So last time we wrote some basic tools for creating Markov Models from a text file. We just send some sentences to the program and it takes them apart in order to figure out what words follow what other words and how often.
But can we do anything interesting with this other than collect obscure trivia on the writing style of, say, Herman Melville?
Of course we can!
The most obvious and amusing thing you can do with a text based Markov Model is use it to chain words together into a sentence. This is pretty easy to do since we already wrote a function that can take any word in our model and randomly return a possible next word.
So if we use that function with “sentencestart” we will randomly get back one of the words that the program found at the start of a sentence. If we then use the function on that first word we will randomly get back a second word. And that second word will lead to a third word until at some point we randomly get “sentenceend”.
The code for that is super straightforward. Just add something like this to the end of the program you wrote for creating the Markov model in the first place:
currentWord = 'sentencestart'; stopWord = 'sentenceend'; message = [] while currentWord != stopWord: currentWord = getRandomFromProbabilityList(markovChain[currentWord]) if(currentWord != stopWord): message.append(currentWord)
By the end of this while loop we will have an array holding a complete sentence.

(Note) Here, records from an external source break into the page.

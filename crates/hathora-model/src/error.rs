//! Error types for the model layer.

/// Errors produced while interpreting model data.
#[derive(Debug, thiserror::Error)]
pub enum ModelError {
    /// The lobby carries no initial configuration payload.
    #[error("lobby for room {0} has no initial config")]
    MissingInitialConfig(crate::RoomId),

    /// The lobby's initial configuration could not be decoded into the
    /// requested shape.
    #[cfg(feature = "json")]
    #[error("lobby initial config is malformed: {0}")]
    MalformedInitialConfig(#[source] serde_json::Error),

    /// A region name did not match any known Hathora region.
    #[error("unknown region: {0}")]
    UnknownRegion(String),
}

/// Errors from turning a room's connection info into a socket address.
///
/// `NoExposedPort` is the "not found" case: the control plane has not
/// given this room an address. The other variants mean an address exists
/// but could not be resolved.
#[derive(Debug, thiserror::Error)]
pub enum AddrError {
    /// The room has no connection info or no exposed port.
    #[error("room {0} has no exposed port")]
    NoExposedPort(crate::RoomId),

    /// Host name resolution failed.
    #[error("failed to resolve host {host}: {source}")]
    Lookup {
        host: String,
        #[source]
        source: std::io::Error,
    },

    /// Resolution succeeded but returned no addresses.
    #[error("host {0} resolved to no addresses")]
    NoAddress(String),
}
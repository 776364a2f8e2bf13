//! Unified error type for the server runtime.

use hathora_control::ControlPlaneError;
use hathora_model::{AddrError, ModelError};
use hathora_resolver::ResolveError;

/// Top-level error that wraps all crate-specific errors.
///
/// `#[from]` lets `?` convert any sub-crate error, so callers of
/// [`ServerRuntime`](crate::ServerRuntime) handle a single type.
#[derive(Debug, thiserror::Error)]
pub enum HathoraError {
    /// Resolving the server context failed.
    #[error(transparent)]
    Resolve(#[from] ResolveError),

    /// A direct control-plane call failed.
    #[error(transparent)]
    ControlPlane(#[from] ControlPlaneError),

    /// Model data could not be interpreted (lobby config, region name).
    #[error(transparent)]
    Model(#[from] ModelError),

    /// The room's public address could not be resolved.
    #[error(transparent)]
    Addr(#[from] AddrError),

    /// The session bootstrapper refused to start.
    #[error("session start failed: {0}")]
    SessionStart(String),

    /// The resolution deadline elapsed or the run was cancelled.
    #[error("server context resolution was cancelled")]
    Cancelled,
}
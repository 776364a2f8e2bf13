//! Integration tests for the runtime startup sequence.

use std::sync::{Arc, Mutex};
use std::time::Duration;

use hathora_control::{CancelToken, InMemoryControlPlane, Operation, PollConfig};
use hathora_model::{
    ConnectionInfo, ProcessId, ProcessInfo, ProcessStatus, Region, RoomId, RoomInfo,
};
use hathora_resolver::{DeployEnv, ResolveError, ResolverConfig};
use hathora_server::{
    HathoraError, RunOutcome, ServerRuntime, SessionRegion, SessionStartConfig, SessionStarter,
};

// =========================================================================
// Mock session starter
// =========================================================================

#[derive(Default)]
struct RecordingStarter {
    started: Mutex<Vec<SessionStartConfig>>,
    refuse: bool,
}

impl RecordingStarter {
    fn refusing() -> Self {
        Self {
            refuse: true,
            ..Self::default()
        }
    }

    fn started(&self) -> Vec<SessionStartConfig> {
        self.started.lock().unwrap().clone()
    }
}

impl SessionStarter for RecordingStarter {
    async fn start(&self, config: SessionStartConfig) -> Result<(), HathoraError> {
        if self.refuse {
            return Err(HathoraError::SessionStart("port in use".into()));
        }
        self.started.lock().unwrap().push(config);
        Ok(())
    }
}

// =========================================================================
// Helpers
// =========================================================================

fn control() -> Arc<InMemoryControlPlane> {
    Arc::new(InMemoryControlPlane::single_room(
        "p-1",
        Region::Chicago,
        "r-1",
        "1.2.3.4",
        7777,
    ))
}

fn config() -> ResolverConfig {
    ResolverConfig {
        poll: PollConfig::fixed(Duration::from_secs(1)),
        resolve_deadline: Duration::from_secs(5),
        ..ResolverConfig::default()
    }
}

fn deployed() -> DeployEnv {
    DeployEnv::default().with_process_id("p-1")
}

// =========================================================================
// Tests
// =========================================================================

#[tokio::test(start_paused = true)]
async fn test_not_deployed_skips_everything() {
    let cp = control();
    let runtime = ServerRuntime::builder()
        .env(DeployEnv::default())
        .config(config())
        .build(Arc::clone(&cp));
    let starter = RecordingStarter::default();

    let outcome = runtime.run(&starter, &CancelToken::new()).await.unwrap();
    assert_eq!(outcome, RunOutcome::NotDeployed);
    assert!(cp.calls().is_empty());
    assert!(starter.started().is_empty());
    assert!(runtime.cache().get_cached_default().await.is_none());
}

#[tokio::test(start_paused = true)]
async fn test_deployed_process_starts_session() {
    let cp = control();
    let runtime = ServerRuntime::builder()
        .env(deployed())
        .config(config())
        .container_port(7000)
        .build(Arc::clone(&cp));
    let starter = RecordingStarter::default();

    let outcome = runtime.run(&starter, &CancelToken::new()).await.unwrap();
    let RunOutcome::Started(start) = outcome else {
        panic!("expected a started session, got {outcome:?}");
    };
    assert_eq!(start.bind_port, 7000);
    assert_eq!(start.public_ip.to_string(), "1.2.3.4");
    assert_eq!(start.public_port, 7777);
    assert_eq!(start.region, SessionRegion::Us);
    assert_eq!(starter.started(), vec![start]);

    let ctx = runtime.cache().current().unwrap();
    assert_eq!(ctx.process_id_source, ProcessId::new("p-1"));
}

#[tokio::test(start_paused = true)]
async fn test_env_region_overrides_process_region() {
    let mut env = deployed();
    env.region = Some(Region::Mumbai);
    let runtime = ServerRuntime::builder().env(env).config(config()).build(control());
    let starter = RecordingStarter::default();

    runtime.run(&starter, &CancelToken::new()).await.unwrap();
    assert_eq!(starter.started()[0].region, SessionRegion::In);
}

#[tokio::test(start_paused = true)]
async fn test_resolution_is_bounded_by_deadline() {
    let cp = InMemoryControlPlane::new();
    cp.add_process(ProcessInfo {
        process_id: ProcessId::new("p-1"),
        status: ProcessStatus::Active,
        region: Region::Chicago,
        exposed_port: None,
        additional_exposed_ports: Vec::new(),
    });
    cp.set_active_rooms(&ProcessId::new("p-1"), vec![RoomInfo::active("r-1")]);
    cp.set_connection_info_after(
        ConnectionInfo::active(RoomId::new("r-1"), "1.2.3.4", 7777),
        u32::MAX,
    );
    let cp = Arc::new(cp);
    let runtime = ServerRuntime::builder()
        .env(deployed())
        .config(config())
        .build(Arc::clone(&cp));
    let starter = RecordingStarter::default();

    let start = tokio::time::Instant::now();
    let err = runtime.run(&starter, &CancelToken::new()).await.unwrap_err();
    assert!(matches!(err, HathoraError::Cancelled));
    assert_eq!(start.elapsed(), Duration::from_secs(5));
    assert!(starter.started().is_empty());
    assert!(runtime.cache().current().is_none());
}

#[tokio::test(start_paused = true)]
async fn test_deadline_abandons_hung_process_fetch() {
    let cp = Arc::new(
        InMemoryControlPlane::single_room("p-1", Region::Chicago, "r-1", "1.2.3.4", 7777)
            .with_latency(Duration::from_secs(3_600)),
    );
    let runtime = ServerRuntime::builder()
        .env(deployed())
        .config(config())
        .build(Arc::clone(&cp));
    let starter = RecordingStarter::default();

    let start = tokio::time::Instant::now();
    let err = runtime.run(&starter, &CancelToken::new()).await.unwrap_err();
    assert!(matches!(err, HathoraError::Cancelled));
    assert_eq!(start.elapsed(), Duration::from_secs(5));
    assert_eq!(cp.call_count(Operation::GetProcessInfo), 1);
    assert_eq!(cp.call_count(Operation::GetActiveRoomsForProcess), 0);
    assert!(starter.started().is_empty());
}

#[tokio::test(start_paused = true)]
async fn test_caller_cancel_abandons_hung_process_fetch() {
    let cp = Arc::new(
        InMemoryControlPlane::single_room("p-1", Region::Chicago, "r-1", "1.2.3.4", 7777)
            .with_latency(Duration::from_secs(600)),
    );
    let runtime = ServerRuntime::builder()
        .env(deployed())
        .config(config())
        .build(Arc::clone(&cp));
    let cancel = CancelToken::new();
    let trigger = cancel.clone();
    tokio::spawn(async move {
        tokio::time::sleep(Duration::from_secs(1)).await;
        trigger.cancel();
    });

    let start = tokio::time::Instant::now();
    let err = runtime
        .run(&RecordingStarter::default(), &cancel)
        .await
        .unwrap_err();
    assert!(matches!(err, HathoraError::Cancelled));
    assert_eq!(start.elapsed(), Duration::from_secs(1));
    assert!(runtime.cache().current().is_none());
}

#[tokio::test(start_paused = true)]
async fn test_slow_rooms_fetch_is_bounded_by_deadline() {
    let cp = InMemoryControlPlane::single_room("p-1", Region::Chicago, "r-1", "1.2.3.4", 7777)
        .with_latency(Duration::from_secs(3));
    let cp = Arc::new(cp);
    let runtime = ServerRuntime::builder()
        .env(deployed())
        .config(config())
        .build(Arc::clone(&cp));

    // Process answers at 3s, the rooms fetch would at 6s.
    let start = tokio::time::Instant::now();
    let err = runtime
        .run(&RecordingStarter::default(), &CancelToken::new())
        .await
        .unwrap_err();
    assert!(matches!(err, HathoraError::Cancelled));
    assert_eq!(start.elapsed(), Duration::from_secs(5));
    assert_eq!(cp.call_count(Operation::GetActiveRoomsForProcess), 1);
    assert_eq!(cp.call_count(Operation::GetConnectionInfo), 0);
}

#[tokio::test(start_paused = true)]
async fn test_stopped_process_does_not_start() {
    let cp = control();
    cp.add_process(ProcessInfo {
        process_id: ProcessId::new("p-1"),
        status: ProcessStatus::Stopped,
        region: Region::Chicago,
        exposed_port: None,
        additional_exposed_ports: Vec::new(),
    });
    let runtime = ServerRuntime::builder().env(deployed()).config(config()).build(cp);
    let starter = RecordingStarter::default();

    let outcome = runtime.run(&starter, &CancelToken::new()).await.unwrap();
    assert_eq!(outcome, RunOutcome::ProcessStopped);
    assert!(starter.started().is_empty());
}

#[tokio::test(start_paused = true)]
async fn test_required_lobby_surfaces_resolve_error() {
    let runtime = ServerRuntime::builder()
        .env(deployed())
        .config(ResolverConfig {
            lobby_expected: true,
            ..config()
        })
        .build(control());

    let err = runtime
        .run(&RecordingStarter::default(), &CancelToken::new())
        .await
        .unwrap_err();
    assert!(matches!(
        err,
        HathoraError::Resolve(ResolveError::LobbyRequired { .. })
    ));
}

#[tokio::test(start_paused = true)]
async fn test_starter_failure_propagates() {
    let runtime = ServerRuntime::builder().env(deployed()).config(config()).build(control());

    let err = runtime
        .run(&RecordingStarter::refusing(), &CancelToken::new())
        .await
        .unwrap_err();
    assert!(matches!(err, HathoraError::SessionStart(_)));
    // The context was still resolved and cached.
    assert!(runtime.cache().current().is_some());
}

#[tokio::test(start_paused = true)]
async fn test_teardown_clears_subscribers() {
    let cp = control();
    let runtime = ServerRuntime::builder().env(deployed()).config(config()).build(Arc::clone(&cp));
    runtime.cache().subscribe(|_| {});
    runtime.cache().subscribe(|_| {});
    assert_eq!(runtime.cache().subscriber_count(), 2);

    runtime.teardown();
    assert_eq!(runtime.cache().subscriber_count(), 0);
    assert_eq!(cp.call_count(Operation::GetProcessInfo), 0);
}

The only real trick here is that you want to make sure that your sentence array does not actually include “sentencestart” or “sentenceend”. That’s why we don’t start adding items to the message array until after the first call to getRandomFromProbabilityList and why we make sure the loop ends as soon as “sentenceend” shows up and before it can wind up in the output array.
You can now sort of see a sentence by looking at the message array, but for convenience you probably want to join all the individual words together with spaces to make a single line of output. In python you do this like this:
print(' '.join(message))
Now if you run the code and feed it our mini text file about apples you will get random output like “I have another apple pie”. You’ll notice that this sentence doesn’t exist in the original sample but that every word pair (“I have”, “have another”, “another apple”, “apple pie”) does.
Great! Now let’s try this on something much much larger: The complete text of Moby Dick as found on project gutenberg. Please note that their files are stored in utf-8 instead of ascii format so depending on what language you’re following along in you might need to change how you read files in order to avoid crashing the first time you run across a strange symbol.
In python that means we need to update our read line to this:
with open(sys.argv[1], encoding="utf8") as myfile: data = myfile.read()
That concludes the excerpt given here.